Apr3 accelerates the senescence of human retinal pigment epithelial cells.

Abstract

Senescence of retinal pigment epithelium (RPE) cells is a major contributor to age‑related macular degeneration (AMD). However, the molecular mechanisms underlying RPE dysfunction are not well understood. Apoptosis related protein 3 (Apr3) was originally cloned from HL‑60 cells induced by all‑trans retinoic acid (ATRA). Preliminary data revealed elevated Apr3 expression in the tissues of aged mice, suggesting that it is involved in the aging process. The present study demonstrated that Apr3 mRNA and protein levels were markedly increased in aged mouse RPE cells. Elevated Apr3 expression was also observed during premature senescence induced by oxidative stress (H2O2 and tert‑BHP) in ARPE‑19 cells.
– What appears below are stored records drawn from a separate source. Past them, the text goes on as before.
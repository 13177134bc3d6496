//! # Play Queue
//!
//! Ordered list of tracks with a cursor on the current item.
//!
//! Every insertion gets a fresh [`QueueSlotId`], so the same track can sit in
//! the queue several times and each occurrence stays distinguishable. The
//! cursor is `None` only while there is no current item; otherwise it is a
//! valid index.
//!
//! The queue itself is a plain owned value with no interior locking. The
//! controller actor owns it and publishes immutable snapshots.

use crate::error::{PlaybackError, Result};
use core_library::Track;
use rand::seq::SliceRandom;
use rand::Rng;
use serde::{Deserialize, Serialize};
use std::fmt;
use std::sync::Arc;

/// Per-insertion identifier, distinct from the track id.
#[derive(Debug, Clone, Copy, PartialEq, Eq, Hash, PartialOrd, Ord, Serialize, Deserialize)]
#[serde(transparent)]
pub struct QueueSlotId(u64);

impl QueueSlotId {
    pub fn value(self) -> u64 {
        self.0
    }
}

impl fmt::Display for QueueSlotId {
    fn fmt(&self, f: &mut fmt::Formatter<'_>) -> fmt::Result {
        write!(f, "slot-{}", self.0)
    }
}

/// A track placed in the queue.
#[derive(Debug, Clone, PartialEq, Eq)]
pub struct QueueItem {
    slot_id: QueueSlotId,
    track: Track,
}

impl QueueItem {
    pub fn slot_id(&self) -> QueueSlotId {
        self.slot_id
    }

    pub fn track(&self) -> &Track {
        &self.track
    }
}

#[derive(Debug, Clone, Default)]
pub struct PlaybackQueue {
    items: Vec<QueueItem>,
    cursor: Option<usize>,
    next_slot: u64,
}

impl PlaybackQueue {
    pub fn new() -> Self {
        Self::default()
    }

    pub fn len(&self) -> usize {
        self.items.len()
    }

    pub fn is_empty(&self) -> bool {
        self.items.is_empty()
    }

    pub fn cursor(&self) -> Option<usize> {
        self.cursor
    }

    pub fn current(&self) -> Option<&QueueItem> {
        self.cursor.and_then(|index| self.items.get(index))
    }

    pub fn items(&self) -> &[QueueItem] {
        &self.items
    }

    pub fn get(&self, index: usize) -> Option<&QueueItem> {
        self.items.get(index)
    }

    pub fn position_of(&self, slot_id: QueueSlotId) -> Option<usize> {
        self.items.iter().position(|item| item.slot_id == slot_id)
    }

    /// Items after the cursor. Without a cursor every item counts.
    pub fn remaining_after_cursor(&self) -> usize {
        match self.cursor {
            Some(index) => self.items.len() - index - 1,
            None => self.items.len(),
        }
    }

    /// Immutable copy for observers.
    pub fn snapshot(&self) -> Arc<[QueueItem]> {
        Arc::from(self.items.as_slice())
    }

    fn wrap(&mut self, tracks: Vec<Track>) -> Vec<QueueItem> {
        tracks
            .into_iter()
            .map(|track| {
                self.next_slot += 1;
                QueueItem {
                    slot_id: QueueSlotId(self.next_slot),
                    track,
                }
            })
            .collect()
    }

    // ------------------------------------------------------------------------
    // Mutations
    // ------------------------------------------------------------------------

    /// Install `tracks` and put the cursor on `start_index`, clamped into
    /// range. Returns the new cursor.
    pub fn replace(&mut self, tracks: Vec<Track>, start_index: usize) -> Option<usize> {
        self.items = self.wrap(tracks);
        self.cursor = if self.items.is_empty() {
            None
        } else {
            Some(start_index.min(self.items.len() - 1))
        };
        self.cursor
    }

    /// Add to the end. The cursor does not move.
    pub fn append(&mut self, tracks: Vec<Track>) -> usize {
        let items = self.wrap(tracks);
        let count = items.len();
        self.items.extend(items);
        count
    }

    /// Insert right after the current item ("play next"). Without a current
    /// item the tracks go to the front.
    pub fn insert_after_current(&mut self, tracks: Vec<Track>) -> usize {
        let at = self.cursor.map(|index| index + 1).unwrap_or(0);
        let items = self.wrap(tracks);
        let count = items.len();
        self.items.splice(at..at, items);
        count
    }

    /// Shuffle with the thread-local RNG.
    pub fn shuffle(&mut self) {
        self.shuffle_with(&mut rand::thread_rng());
    }

    /// Randomly permute all items. The current item stays current: the
    /// cursor follows its slot to wherever it lands.
    pub fn shuffle_with<R: Rng + ?Sized>(&mut self, rng: &mut R) {
        let current = self.current().map(|item| item.slot_id);
        self.items.shuffle(rng);
        if let Some(slot_id) = current {
            self.cursor = self.position_of(slot_id);
        }
    }

    /// Move to the next item.
    ///
    /// # Errors
    ///
    /// `EmptyQueue` when there are no items, `EndOfQueue` when the cursor is
    /// already on the last one. The cursor is unchanged on error.
    pub fn advance(&mut self) -> Result<&QueueItem> {
        if self.items.is_empty() {
            return Err(PlaybackError::EmptyQueue);
        }
        let next = match self.cursor {
            Some(index) if index + 1 >= self.items.len() => {
                return Err(PlaybackError::EndOfQueue)
            }
            Some(index) => index + 1,
            None => 0,
        };
        self.cursor = Some(next);
        Ok(&self.items[next])
    }

    /// Move to the previous item; `StartOfQueue` at index 0.
    pub fn retreat(&mut self) -> Result<&QueueItem> {
        match self.cursor {
            Some(index) if index > 0 => {
                self.cursor = Some(index - 1);
                Ok(&self.items[index - 1])
            }
            Some(_) => Err(PlaybackError::StartOfQueue),
            None if self.items.is_empty() => Err(PlaybackError::EmptyQueue),
            None => Err(PlaybackError::StartOfQueue),
        }
    }

    pub fn jump_to(&mut self, index: usize) -> Result<&QueueItem> {
        if index >= self.items.len() {
            return Err(PlaybackError::IndexOutOfRange {
                index,
                len: self.items.len(),
            });
        }
        self.cursor = Some(index);
        Ok(&self.items[index])
    }

    /// Remove one item and re-anchor the cursor.
    ///
    /// Removing the current item moves the cursor to whatever now sits at
    /// the same index, or to the new last item if the removed one was last,
    /// or to `None` if the queue became empty. Removing an earlier item
    /// shifts the cursor down so it stays on the same item.
    pub fn remove_at(&mut self, index: usize) -> Result<QueueItem> {
        if index >= self.items.len() {
            return Err(PlaybackError::IndexOutOfRange {
                index,
                len: self.items.len(),
            });
        }
        let removed = self.items.remove(index);
        let len = self.items.len();
        self.cursor = match self.cursor {
            Some(cursor) if index < cursor => Some(cursor - 1),
            Some(cursor) if index == cursor => {
                if len == 0 {
                    None
                } else {
                    Some(cursor.min(len - 1))
                }
            }
            other => other,
        };
        Ok(removed)
    }

    pub fn clear(&mut self) {
        self.items.clear();
        self.cursor = None;
    }
}

#[cfg(test)]
mod tests {
    use super::*;
    use std::time::Duration;

    fn tracks(ids: &[&str]) -> Vec<Track> {
        ids.iter()
            .map(|id| Track::new(*id, Duration::from_secs(180)))
            .collect()
    }

    fn ids(queue: &PlaybackQueue) -> Vec<String> {
        queue
            .items()
            .iter()
            .map(|item| item.track().id().to_string())
            .collect()
    }

    #[test]
    fn test_replace_clamps_start_index() {
        let mut queue = PlaybackQueue::new();
        assert_eq!(queue.replace(tracks(&["a", "b", "c"]), 7), Some(2));
        assert_eq!(queue.replace(tracks(&[]), 0), None);
        assert_eq!(queue.replace(tracks(&["a"]), 0), Some(0));
    }

    #[test]
    fn test_duplicate_tracks_get_distinct_slots() {
        let mut queue = PlaybackQueue::new();
        queue.replace(tracks(&["a", "a"]), 0);
        assert_ne!(queue.items()[0].slot_id(), queue.items()[1].slot_id());
    }

    #[test]
    fn test_append_keeps_cursor() {
        let mut queue = PlaybackQueue::new();
        queue.replace(tracks(&["a", "b"]), 0);
        assert_eq!(queue.append(tracks(&["c"])), 1);
        assert_eq!(ids(&queue), vec!["a", "b", "c"]);
        assert_eq!(queue.cursor(), Some(0));

        let mut empty = PlaybackQueue::new();
        empty.append(tracks(&["x"]));
        assert_eq!(empty.cursor(), None);
    }

    #[test]
    fn test_insert_after_current() {
        let mut queue = PlaybackQueue::new();
        queue.replace(tracks(&["a", "b", "c"]), 1);
        queue.insert_after_current(tracks(&["x", "y"]));
        assert_eq!(ids(&queue), vec!["a", "b", "x", "y", "c"]);
        assert_eq!(queue.cursor(), Some(1));
    }

    #[test]
    fn test_advance_and_retreat_boundaries() {
        let mut queue = PlaybackQueue::new();
        assert!(matches!(queue.advance(), Err(PlaybackError::EmptyQueue)));

        queue.replace(tracks(&["a", "b"]), 0);
        assert!(matches!(queue.retreat(), Err(PlaybackError::StartOfQueue)));
        assert_eq!(queue.advance().unwrap().track().id().as_str(), "b");
        assert!(matches!(queue.advance(), Err(PlaybackError::EndOfQueue)));
        assert_eq!(queue.cursor(), Some(1));
        assert_eq!(queue.retreat().unwrap().track().id().as_str(), "a");
    }

    #[test]
    fn test_jump_to_out_of_range() {
        let mut queue = PlaybackQueue::new();
        queue.replace(tracks(&["a", "b"]), 0);
        assert!(matches!(
            queue.jump_to(2),
            Err(PlaybackError::IndexOutOfRange { index: 2, len: 2 })
        ));
        assert_eq!(queue.cursor(), Some(0));
    }

    #[test]
    fn test_remove_before_cursor_shifts_it() {
        let mut queue = PlaybackQueue::new();
        queue.replace(tracks(&["a", "b", "c"]), 2);
        queue.remove_at(0).unwrap();
        assert_eq!(queue.cursor(), Some(1));
        assert_eq!(queue.current().unwrap().track().id().as_str(), "c");
    }

    #[test]
    fn test_remaining_after_cursor() {
        let mut queue = PlaybackQueue::new();
        queue.append(tracks(&["a", "b", "c"]));
        assert_eq!(queue.remaining_after_cursor(), 3);
        queue.jump_to(1).unwrap();
        assert_eq!(queue.remaining_after_cursor(), 1);
    }

    #[test]
    fn test_clear() {
        let mut queue = PlaybackQueue::new();
        queue.replace(tracks(&["a"]), 0);
        queue.clear();
        assert!(queue.is_empty());
        assert_eq!(queue.cursor(), None);
    }
}
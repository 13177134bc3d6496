use thiserror::Error;

#[derive(Error, Debug)]
pub enum BridgeError {
    #[error("Bridge operation failed: {0}")]
    OperationFailed(String),

    #[error("Database error: {0}")]
    DatabaseError(String),

    /// Non-success status the caller chose to surface as an error.
    #[error("HTTP status {status}: {message}")]
    HttpStatus { status: u16, message: String },

    #[error("IO error: {0}")]
    Io(#[from] std::io::Error),
}

pub type Result<T> = std::result::Result<T, BridgeError>;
Moreover, Apr3 overexpression promoted cellular senescence in ARPE‑19 cells, as characterized by enhanced senescence‑associated β‑galactosidase activity, reduced cell proliferation and increased expression of the senescence markers p53 and p21. In addition, it was demonstrated that overexpression of Apr3‑N, a truncated counterpart of Apr3, abrogated Apr3‑induced phenotypes. It was concluded that Apr3 expression was induced in replicative and premature senescence of RPE cells and its overexpression accelerated senescence of ARPE‑19 cells, which provides important insights into the function of Apr3 in senescence‑associated diseases.